#### [WHAT TO WORK ON]
Copy out each line below that has the word "ChatMessageView" in it.

Stored data:
------------------------
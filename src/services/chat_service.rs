use tracing::debug;

use crate::{
    dao::room_store::RoomStore,
    dto::ws::{ChatMessageView, ServerMessage},
    error::ServiceError,
    state::{
        SharedState,
        room::{ChatMessage, RoomCode},
    },
};

/// Broadcast a chat line from a room member and append it to the retained log.
///
/// The line carries the sender's username at send time.
pub async fn post_message(
    state: &SharedState,
    room: &RoomCode,
    user_id: &str,
    message: String,
) -> Result<(), ServiceError> {
    let store = state.require_store().await?;
    let Some(sender) = store.player(room, user_id).await? else {
        return Err(ServiceError::StaleWrite(format!(
            "`{user_id}` is not in room `{room}`"
        )));
    };

    let line = ChatMessage {
        user_id: user_id.to_string(),
        username: sender.username,
        message,
        timestamp: state.now_ms(),
    };
    state.hub().broadcast(
        room,
        &ServerMessage::ChatMessage(ChatMessageView::from(line.clone())),
    );
    store.append_chat(room, line).await?;
    debug!(room = %room, user_id, "chat message stored");
    Ok(())
}

/// Retained chat log of the room, oldest first.
pub async fn history(store: &RoomStore, room: &RoomCode) -> Result<Vec<ChatMessage>, ServiceError> {
    Ok(store.chat_history(room).await?)
}
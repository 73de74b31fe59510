/// Chat log: posting and retained history.
pub mod chat_service;
/// OpenAPI documentation generation.
pub mod documentation;
/// Health check service.
pub mod health_service;
/// Room registry: create, join, leave and disconnect.
pub mod room_service;
/// Round lifecycle: countdown, launch and end.
pub mod session_service;
/// Live stats ingestion, leaderboard and final results.
pub mod stats_service;
/// Storage backend supervision and degraded mode.
pub mod storage_supervisor;
/// Periodic round clock broadcast and active room reconciliation.
pub mod timer_sync;
/// WebSocket connection and message handling service.
pub mod websocket_service;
------------------------
#### [COMPLETED EXERCISE]
    dto::ws::{ChatMessageView, ServerMessage},
        &ServerMessage::ChatMessage(ChatMessageView::from(line.clone())),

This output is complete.